Argerich encontró en la música de compositores rusos el amor por lo fantástico, además de que su lenguaje, captado por primera vez en el tocadiscos de su casa en Buenos Aires, le era familiar. Hacia el final de su gira por la URSS, habiendo terminado el último concierto de Leningrado, Juanita, su madre, a quien le debe tanto y le reprochó lo mismo, muere. A partir de ese hecho suceden dos cosas: por un lado, Argerich se esfuerza en recordar pequeños tesoros de su juventud, como por ejemplo, la única comida que Juanita aprendió a cocinarle mientras estaba embarazada de Lyda, carne al curry. Por otro lado, aparece una nueva figuración sobre su cuerpo, que tendrá su pico en el descubrimiento de un cáncer por el cual se someterá a varias operaciones y no “batallas”, porque la enfermedad, como dice Sontag, se enfrenta mejor sin metáforas. El tratamiento pasó por distintas etapas, primero tuvieron que extirpar el melanoma del muslo, algo que la pianista vivió como una mutilación. Un año después, en 1995, fue necesario realizar una nueva operación, lo que llevó a Martha a cancelar todos sus compromisos y a mudarse al que había sido el departamento de Juanita en París.
En 1996, el cáncer volvió, esta vez con una metástasis afectando el pulmón. Martha decidió viajar a Washington, Estados Unidos, para ser tratada por un equipo de especialistas. Después de la insistencia de Argerich, y ante la advertencia de daños colaterales en los músculos luego de la intervención, los cirujanos accedieron a que realizara una mímica en el escritorio como si estuviera tocando el piano: así verían que ella tenía razón, que una pianista necesita de todo su cuerpo para tocar. ¿El resultado? Ambos médicos reemplazaron sus propios instrumentos por otros más “artesanales” para generar el menor daño posible.

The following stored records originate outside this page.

//! Builds a triangle from raw coordinates and logs its normal, area and edge lengths.
//!
//! Run with `RUST_LOG=trace` to see more output.

use fixvec::{cross, dot, length, normalize, ShapeError, Tuple, Vec3f};
use log::LevelFilter;

fn main() -> Result<(), ShapeError> {
    env_logger::Builder::new()
        .filter(Some(env!("CARGO_CRATE_NAME")), LevelFilter::Debug)
        .filter(Some("fixvec"), LevelFilter::Debug)
        .parse_default_env()
        .init();

    let coords = [0.0, 0.0, 0.0, 4.0, 0.0, 0.0, 0.0, 3.0, 0.0];
    let mut corners = Vec::new();
    for chunk in coords.chunks(3) {
        corners.push(Vec3f::try_from_slice(chunk)?);
    }
    let [a, b, c] = <[Vec3f; 3]>::try_from(corners).map_err(|v| ShapeError::LengthMismatch {
        expected: 3,
        found: v.len(),
    })?;
    log::debug!("corners: {a}, {b}, {c}");

    let ab = b - a;
    let ac = c - a;
    let n = cross(ab, ac);
    log::info!("normal: {}", normalize(n));
    log::info!("area: {}", length(n) / 2.0);
    log::info!("edges: {} {} {}", length(ab), length(ac), length(c - b));
    log::info!("angle at a is right: {}", dot(ab, ac) == 0.0);

    // Degenerate triangles have no normal.
    let flat = cross(ab, ab * 2.0);
    log::info!("collinear edges give {flat}, normalized to {}", normalize(flat));

    Ok(())
}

Si el genio no es otra cosa que la infancia recobrada a voluntad, como dice Baudelaire en el epígrafe del libro, habría en Martha, Marthita o Maluta (como la llaman en Japón) una música propia que detiene el tiempo y, a su vez, que escapa de las clásicas trampas de la nostalgia. Esta música comenzó quién sabe cuándo pero se manifestó bien clara ante el desafío infantil en el jardín de infantes, y resuena en términos de la poeta rusa Marina Tsvetáieva, cuando habla de palabras mágicas que antes de decir ya han significado. Tsvetáieva dice que esa magia radica en la sonoridad, son palabras del oído, vinculadas al lenguaje de los animales, al de los niños y al de los sueños.
Según Annie Dutoit, la segunda hija de Argerich y fruto de la relación con el director de orquesta Charles Dutoit, su madre aprendió el tercer concierto de Prokofiev entre sueños, mientras la amiga María Rosa Oubiá de Castro (“Cucucha”) lo practicaba durante el día en Ginebra, allá por 1957. ¿La prueba? Durante la noche, la bella durmiente despertó sola, fue hasta el piano que compartían en el departamentito y lo tocó con la misma nota falsa que su compañera.
Cuando Argerich responde sobre quiénes son sus heroínas, menciona a su madre, a Marie Curie pero también a todas aquellas mujeres desconocidas del mundo. Mujeres que, habiendo leído esta biografía, unx puede imaginar que sean las que les cocinen curries a sus hijas, las que ensayan y no lo logran, las que pierden sus derechos y conquistan otros y que, a pesar del miedo escénico, llegan al escenario tarde y descalzas, como Martha Argerich alguna vez lo hizo, para decirle a su compañero, después de una pelea y con una sonrisita: “Hola, ¿todo bien?”